Пришел список с названиями институтов и именами. Некоторые из них я помню. Один очень любезный пожилой господин руководил официальной галереей. Он знал нашего норвежского художника Й. К. Даля {120} и сравнивал его с крупнейшим немецким романтиком Каспаром Давидом Фридрихом. Я заговорил о Мунке, но он сразу перепугался и замял разговор. Они в своих музеях уже давно сняли со стен его работы. Ведь я понимаю, что он лично, так же как и уважаемый д-р Гуденрат в рейхскомиссариате, не сторонник такой цензуры, но ничего нельзя поделать.
Следующая личность, перед которой я предстал, был чиновник из рейхсфильмкамеры, фамилии его я тоже не помню. Мрачный, надменный, то немногое, что он знал о норвежском кино, он произнес свысока, впрочем, возможно, оно того и заслуживало. Я из вежливости согласился с его отзывом. Больше я ни с кем не встречался, по правде сказать, я рассматривал эти визиты как своего рода извинение перед «Эерферлагом».

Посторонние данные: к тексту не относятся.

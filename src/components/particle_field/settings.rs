//! Tuning constants and variant selection for the particle field.
//!
//! Everything that differs between the field's design variants lives here:
//! particle counts, force weights, the wave generator list, and which pointer
//! effect (ripple kick vs. burst spawning) a click triggers. Settings can be
//! embedded in the host page as JSON and deserialized at mount time; absent
//! fields fall back to the defaults below.

use serde::Deserialize;
use std::f64::consts::PI;

/// How the rendered position relates to the physics position.
#[derive(Clone, Copy, Debug, Default, PartialEq, Eq, Deserialize)]
pub enum MotionStyle {
	/// Physics integrates a home position; the rendered position adds a
	/// noise-driven wave displacement on top. Default, matches the layered
	/// "squiggly wave" look.
	#[default]
	WaveDecoupled,
	/// Rendered position is the physics position.
	Direct,
}

/// What a pointer click does to the field.
#[derive(Clone, Copy, Debug, Default, PartialEq, Deserialize)]
pub enum PointerEffect {
	/// Clicks are ignored.
	#[default]
	None,
	/// Outward velocity kick for particles near the click point.
	Ripple {
		/// Effect radius in pixels.
		radius: f64,
		/// Velocity increment at distance zero; falls off linearly to the
		/// radius edge.
		strength: f64,
	},
	/// A burst of fresh particles at the click point, oldest evicted past
	/// the hard cap.
	Spawn {
		/// Particles per burst.
		count: usize,
		/// Upper bound of the random launch speed, px/tick.
		speed: f64,
	},
}

/// One sinusoidal flow generator.
#[derive(Clone, Copy, Debug, Deserialize)]
pub struct WaveGen {
	/// Acceleration contribution at the crest.
	pub amplitude: f64,
	/// Spatial frequency, radians per pixel.
	pub frequency: f64,
	/// Temporal frequency, radians per time-unit.
	pub speed: f64,
	/// Phase offset, radians.
	pub phase: f64,
}

/// Neighbor-interaction force weights.
///
/// Separation and dispersion deliberately dominate cohesion and alignment;
/// the imbalance keeps the field evenly spread instead of clumping into
/// visible blobs. Preserve the relative magnitudes when tuning.
#[derive(Clone, Copy, Debug, Deserialize)]
#[serde(default)]
pub struct FluidForces {
	/// Neighborhood radius for cohesion/alignment, pixels.
	pub cohesion_radius: f64,
	/// Pull toward the local neighbor centroid.
	pub cohesion: f64,
	/// Pull toward the local average velocity.
	pub alignment: f64,
	/// Push apart below twice the placement distance.
	pub separation: f64,
	/// Long-range spreading push, active below 50 px.
	pub dispersion: f64,
}

impl Default for FluidForces {
	fn default() -> Self {
		Self {
			cohesion_radius: 40.0,
			cohesion: 0.005,
			alignment: 0.01,
			separation: 0.15,
			dispersion: 0.02,
		}
	}
}

/// Complete configuration for one [`ParticleField`](super::field::ParticleField).
#[derive(Clone, Debug, Deserialize)]
#[serde(default)]
pub struct FieldSettings {
	/// Particles created at init and on every resize.
	pub dot_count: usize,
	/// Hard cap enforced by burst spawning (oldest evicted past it).
	pub max_dots: usize,
	/// Minimum initial spacing between particles, pixels.
	pub min_distance: f64,
	/// Speed clamp, px/tick.
	pub max_speed: f64,
	/// Smallest particle radius. Set equal to `max_radius` for the
	/// uniform-size variant.
	pub min_radius: f64,
	/// Largest particle radius.
	pub max_radius: f64,
	/// Scale applied to accumulated acceleration before integration.
	pub acceleration: f64,
	/// Per-tick velocity multiplier, below 1.
	pub damping: f64,
	/// Neighbor forces, or `None` for the ambient-only variant.
	pub fluid: Option<FluidForces>,
	/// Sinusoidal flow generators, summed per axis.
	pub waves: Vec<WaveGen>,
	/// Spatial scale of the ambient drift noise.
	pub noise_scale: f64,
	/// Per-tick advance of the noise sampling offset.
	pub noise_drift: f64,
	/// Acceleration contribution of one noise sample.
	pub noise_strength: f64,
	/// Peak wave displacement in pixels (wave-decoupled motion).
	pub wave_amplitude: f64,
	/// Wavelength of the diagonal base wave, pixels.
	pub wave_wavelength: f64,
	/// Temporal speed of the diagonal base wave.
	pub wave_speed: f64,
	/// Overall multiplier on the wave displacement.
	pub wave_influence: f64,
	/// Off-screen margin before toroidal wrap, pixels.
	pub wrap_margin: f64,
	/// Rendered-position mode.
	pub motion: MotionStyle,
	/// Click behavior.
	pub pointer: PointerEffect,
}

impl Default for FieldSettings {
	fn default() -> Self {
		Self {
			dot_count: 1500,
			max_dots: 2000,
			min_distance: 4.0,
			max_speed: 0.2,
			min_radius: 0.8,
			max_radius: 2.5,
			acceleration: 0.2,
			damping: 0.99,
			fluid: Some(FluidForces::default()),
			waves: vec![
				WaveGen {
					amplitude: 0.12,
					frequency: 0.001,
					speed: 0.08,
					phase: 0.0,
				},
				WaveGen {
					amplitude: 0.08,
					frequency: 0.002,
					speed: 0.12,
					phase: PI / 3.0,
				},
				WaveGen {
					amplitude: 0.06,
					frequency: 0.0008,
					speed: 0.06,
					phase: PI / 2.0,
				},
				WaveGen {
					amplitude: 0.1,
					frequency: 0.003,
					speed: 0.1,
					phase: PI / 4.0,
				},
			],
			noise_scale: 0.006,
			noise_drift: 0.003,
			noise_strength: 0.2,
			wave_amplitude: 35.0,
			wave_wavelength: 300.0,
			wave_speed: 0.25,
			wave_influence: 1.2,
			wrap_margin: 10.0,
			motion: MotionStyle::default(),
			pointer: PointerEffect::default(),
		}
	}
}

/// Viewport width at or below which the reduced particle counts apply.
pub const NARROW_VIEWPORT: f64 = 768.0;

impl FieldSettings {
	/// Defaults adjusted to the viewport: narrow (mobile-class) viewports get
	/// a third of the particles to stay within frame budget.
	pub fn for_viewport(width: f64) -> Self {
		let mut settings = Self::default();
		if width <= NARROW_VIEWPORT {
			settings.dot_count = 500;
			settings.max_dots = 600;
		}
		settings
	}

	/// Default ripple click effect, for hosts that opt in.
	pub fn ripple() -> PointerEffect {
		PointerEffect::Ripple {
			radius: 150.0,
			strength: 2.0,
		}
	}

	/// Default burst click effect, for hosts that opt in.
	pub fn spawn() -> PointerEffect {
		PointerEffect::Spawn {
			count: 24,
			speed: 2.0,
		}
	}
}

Но одно действительно важное задание я получил еще в Норвегии. Макс Тау дал мне небольшой пакет, в котором лежали кусок мыла и несколько плиток шоколада. К пакету была приложена записка со словами: Den lieben Eltern [47] . Он боялся, что даже через меня кто-нибудь проследит, кому предназначался этот пакет.
47
Любимым старикам (нем.).
Я отправился к фру Леонард в «Дойче Бухгемайншафт», которая обещала передать этот пакет дальше по известному ей адресу — в еще не уничтоженный еврейский дом для престарелых. И она просила меня передать Максу уверения в том, что его родители пока что получают материальную поддержку, пути для передачи такой поддержки еще существовали.
Берлин в октябре-ноябре 1941 года был невеселый город, несмотря на крупные военные победы и политическую демонстрацию силы перед нейтральными странами Европы. Война тут не была популярна. Улицы и дома стояли затемненными, в магазинах почти отсутствовали товары, которые можно было бы счесть предметами роскоши. На улицах в районе Курфюрстендамм и Зоо, всегда залитых светом и бурливших жизнью, зеркальные стекла витрин были закрыты ставнями, оставлявшими лишь маленькие просветы посередине. Серая и зеленая военная форма не делали картину более светлой, как и гремящие марши и шлягеры, доносившиеся из репродукторов в ресторанах. На лицах людей была написана усталость, и даже горе. В сумерках я прогуливался по Тиргартену и под деревьями старой Будапештер Штрассе, где когда-то жил. Храм Поминовения кайзера Вильгельма и Романское кафе стояли на своих местах, но все стало иным. И я думал: Эдвард Мунк словно видел все эти перемены, когда писал бледные лица встречных людей. Как и в картине «Вечер на улице Карла Юхана», бледные лица берлинцев здесь тоже были символом страха и тяжелых предчувствий.